18 de nov de 2011

Vozes Espirituais – Parte V (1995)



por Luiz Santiago


          Um nostálgico clima de despedida e lembranças marca o encerramento do documentário Vozes Espirituais. Quatro horas depois do início do filme, chegamos à parte final como quem observa o fim de uma longa jornada pela sobrevivência e pelo domínio de um território estranho, numa guerra sem sentido. O Tadjiquistão é citado algumas vezes pelos soldados, e um visível tom de amargura e ironia marca esses diálogos sobre a conquista da terra inimiga.

          Diferente dos episódios anteriores, a quinta parte de Vozes Espirituais foca-se muito nas filmagens em internas. O episódio é o passar do dia 31 de dezembro de 1994 para a madrugada e a manhã de 1º de janeiro de 1995. Sokúrov e sua equipe (dessa vez, tendo como fotógrafo Aleksei Fedorov e não Aleksandr Borov, como nos episódios anteriores) percorrem as trincheiras e os acampamentos, observando a rotina diária e registrando a comemoração do ano novo. Não fosse o ambiente, diríamos que não existia guerra. Não há indícios de disputa. A noite é fria e calma. Essas características servem para dar sustentação às emoções causadas no espectador nesse episódio. Entre cigarros, champanhe, jantar entre os companheiros, e um soldado vestido de Papai Noel à sua maneira, entregando presente aos amigos que vigiam um ponto do acampamento, temos o melhor e o mais humano episódio do filme.

          Ao fazer uso de pontos do cenário para a ligação entre as cenas, a montadora Leda Semyonova logrou criar uma atmosfera ainda mais interessante. O uso de fades entre os takes não são gratuitos, todos se apresentam como elos visuais à cena seguinte. Igualmente bem realizada é a mixagem e a edição de som. Como é de costume nos filmes de Sokúrov, temos os sons da natureza misturados com ruídos humanos e a trilha sonora. Ao invés de um desagradável resultado final, as cenas tornam-se completas com essa variedade de sons e música. No caso desse quinto episódio, a completude acontece também no contexto geral do filme, porque temos aqui uma espécie de retorno a todos os conflitos principais dos episódios anteriores, mas desta feita, a sua conclusão. Exceto pela guerra, que não parece dar sinais de terminar, o desenvolver do episódio fixa cada vez mais o tom de despedida, que realmente acontece, quando Sokúrov, Moshkov e Fedorov despedem-se dos soldados nas trincheiras e descem a montanha para partir no dia seguinte rumo a São Petersburgo. A reflexão aqui está repleta de pesar pelos que ficam.
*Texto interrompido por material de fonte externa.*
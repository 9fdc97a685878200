//! Request shapes and their structural checks.
//!
//! String fields are trimmed before the `validator` rules run, so lengths
//! are measured on the trimmed value. Anything that fails here, including a
//! body that does not deserialize, becomes a 422.

use axum::{
    async_trait,
    extract::{FromRequest, FromRequestParts, Path, Request},
    http::request::Parts,
    Json,
};
use serde::{de::DeserializeOwned, Deserialize};
use utoipa::ToSchema;
use validator::Validate;

use crate::error::{ApiError, ValidationErrorDetail};

/// Trims string fields in place before validation.
pub trait Normalize {
    fn normalize(&mut self);
}

fn trim_in_place(s: &mut String) {
    let trimmed = s.trim();
    if trimmed.len() != s.len() {
        *s = trimmed.to_string();
    }
}

/// Body of signup and login.
#[derive(Debug, Clone, Deserialize, Validate, ToSchema)]
pub struct Credentials {
    #[validate(length(min = 1, max = 30, message = "username must be 1 to 30 characters"))]
    #[schema(min_length = 1, max_length = 30, example = "alice")]
    pub username: String,
    #[validate(length(min = 1, max = 30, message = "password must be 1 to 30 characters"))]
    #[schema(min_length = 1, max_length = 30, example = "secret1")]
    pub password: String,
}

impl Normalize for Credentials {
    fn normalize(&mut self) {
        trim_in_place(&mut self.username);
        trim_in_place(&mut self.password);
    }
}

#[derive(Debug, Clone, Deserialize, Validate, ToSchema)]
#[serde(rename_all = "camelCase")]
pub struct ResetPasswordRequest {
    #[validate(length(min = 1, max = 30, message = "oldPassword must be 1 to 30 characters"))]
    #[schema(min_length = 1, max_length = 30)]
    pub old_password: String,
    #[validate(length(min = 1, max = 30, message = "newPassword must be 1 to 30 characters"))]
    #[schema(min_length = 1, max_length = 30)]
    pub new_password: String,
}

impl Normalize for ResetPasswordRequest {
    fn normalize(&mut self) {
        trim_in_place(&mut self.old_password);
        trim_in_place(&mut self.new_password);
    }
}

#[derive(Debug, Clone, Deserialize, Validate, ToSchema)]
pub struct UploadImageRequest {
    #[validate(length(min = 1, max = 30, message = "title must be 1 to 30 characters"))]
    #[schema(min_length = 1, max_length = 30, example = "Sunset")]
    pub title: String,
    #[validate(url(message = "url must be a valid absolute URI"))]
    #[schema(format = Uri, example = "https://example.com/sunset.jpg")]
    pub url: String,
}

impl Normalize for UploadImageRequest {
    fn normalize(&mut self) {
        trim_in_place(&mut self.title);
        trim_in_place(&mut self.url);
    }
}

/// `:imageId` path segment.
#[derive(Debug, Clone, Deserialize, Validate)]
#[serde(rename_all = "camelCase")]
pub struct ImageIdPath {
    #[validate(length(equal = 24, message = "imageId must be 24 characters"))]
    pub image_id: String,
}

impl Normalize for ImageIdPath {
    fn normalize(&mut self) {
        trim_in_place(&mut self.image_id);
    }
}

/// JSON body that has been deserialized, trimmed and validated.
pub struct ValidatedJson<T>(pub T);

#[async_trait]
impl<T, S> FromRequest<S> for ValidatedJson<T>
where
    T: DeserializeOwned + Validate + Normalize,
    S: Send + Sync,
{
    type Rejection = ApiError;

    async fn from_request(req: Request, state: &S) -> Result<Self, Self::Rejection> {
        let Json(mut value) = Json::<T>::from_request(req, state)
            .await
            .map_err(|rejection| {
                ApiError::Validation(vec![ValidationErrorDetail {
                    field: "body".to_string(),
                    message: rejection.body_text(),
                }])
            })?;
        value.normalize();
        value.validate()?;
        Ok(Self(value))
    }
}

/// Path parameters that have been deserialized, trimmed and validated.
pub struct ValidatedPath<T>(pub T);

#[async_trait]
impl<T, S> FromRequestParts<S> for ValidatedPath<T>
where
    T: DeserializeOwned + Validate + Normalize + Send,
    S: Send + Sync,
{
    type Rejection = ApiError;

    async fn from_request_parts(parts: &mut Parts, state: &S) -> Result<Self, Self::Rejection> {
        let Path(mut value) = Path::<T>::from_request_parts(parts, state)
            .await
            .map_err(|rejection| {
                ApiError::Validation(vec![ValidationErrorDetail {
                    field: "path".to_string(),
                    message: rejection.body_text(),
                }])
            })?;
        value.normalize();
        value.validate()?;
        Ok(Self(value))
    }
}

#[cfg(test)]
mod tests {
    use super::*;

    fn creds(username: &str, password: &str) -> Credentials {
        let mut c = Credentials {
            username: username.into(),
            password: password.into(),
        };
        c.normalize();
        c
    }

    #[test]
    fn credentials_are_trimmed() {
        let c = creds("  alice ", "\tsecret1\n");
        assert_eq!(c.username, "alice");
        assert_eq!(c.password, "secret1");
        assert!(c.validate().is_ok());
    }

    #[test]
    fn whitespace_only_username_is_rejected() {
        let errs = creds("   ", "secret1").validate().unwrap_err();
        assert!(errs.field_errors().contains_key("username"));
    }

    #[test]
    fn length_bounds_are_inclusive() {
        assert!(creds(&"a".repeat(30), "p").validate().is_ok());
        assert!(creds(&"a".repeat(31), "p").validate().is_err());
        assert!(creds("a", &"p".repeat(31)).validate().is_err());
    }

    #[test]
    fn length_counts_characters_not_bytes() {
        assert!(creds(&"é".repeat(30), "p").validate().is_ok());
    }

    #[test]
    fn reset_request_uses_camel_case_fields() {
        let mut req: ResetPasswordRequest =
            serde_json::from_str(r#"{"oldPassword":" old ","newPassword":"new"}"#).unwrap();
        req.normalize();
        assert_eq!(req.old_password, "old");
        assert!(req.validate().is_ok());
    }

    #[test]
    fn upload_requires_absolute_url() {
        let mut ok = UploadImageRequest {
            title: " Sunset ".into(),
            url: " https://x.com/a.jpg ".into(),
        };
        ok.normalize();
        assert_eq!(ok.title, "Sunset");
        assert!(ok.validate().is_ok());

        let relative = UploadImageRequest {
            title: "Sunset".into(),
            url: "/a.jpg".into(),
        };
        let errs = relative.validate().unwrap_err();
        assert!(errs.field_errors().contains_key("url"));
    }

    #[test]
    fn image_id_must_be_24_chars() {
        let good = ImageIdPath {
            image_id: "60d21b4667d0d8992e610c85".into(),
        };
        assert!(good.validate().is_ok());

        let short = ImageIdPath {
            image_id: "60d21b46".into(),
        };
        assert!(short.validate().is_err());
    }
}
          É possível contar nos dedos quantos documentários de guerra conseguem abordar com distintos pontos de vista (espiritual, físico, técnico, impessoal, humano) uma campanha militar por um longo período, como Sokúrov faz em Vozes Espirituais. Ao final da quinta parte, uma estranha alegria, vinda da beleza da imagem parece nos indicar que tudo estará bem em pouco tempo. A Rússia espera os seus homens voltarem da guerra. Em análise, percebemos que essa felicidade e a possibilidade do retorno imediato é apenas um sonho.

          A última narração nos diz que “Não há alma naquela terra fria”. A metáfora pode ser aplicada à situação dos soldados em guerra. Não apenas a guerra que esses russos enfrentavam no Tadjiquistão, mas em todas as guerras da história. A solidão, a culpa e a obrigação de cumprir um dever, são os ingredientes da vida de um soldado. Vozes Espirituais é exatamente isso: um raio X das emoções desses homens treinados para serem impiedosos. Em filmes posteriores (especialmente em Obediência e Alexandra), Sokúrov voltaria a falar da guerra, do isolamento humano e dos limites políticos entre o Ser e a Práxis político-social, o dever imposto por um cargo, uma nacionalidade. A conotação política em Vozes Espirituais é apenas sugerida, quase imperceptível. O principal objetivo do filme é mostrar como algo tão ruim como a guerra pode mudar a vida daqueles que a integra, e como cada um desses soldados enfrenta a selvageria de sua profissão com a humanidade que lhe resta.


VOZES ESPIRITUAIS – 5ª Parte (Dukhovnye Golosa, Rússia, 1995)
Direção: Aleksandr Sokúrov
Câmera: Aleksei Fedorov
Som: Sergei Moshkov
Música: Toru Takemitsu
Elenco: Soldados russos, Aleksandr Sokúrov (narrador).


AVALIAÇÃO DESSA PARTE DO FILME: ÓTIMO.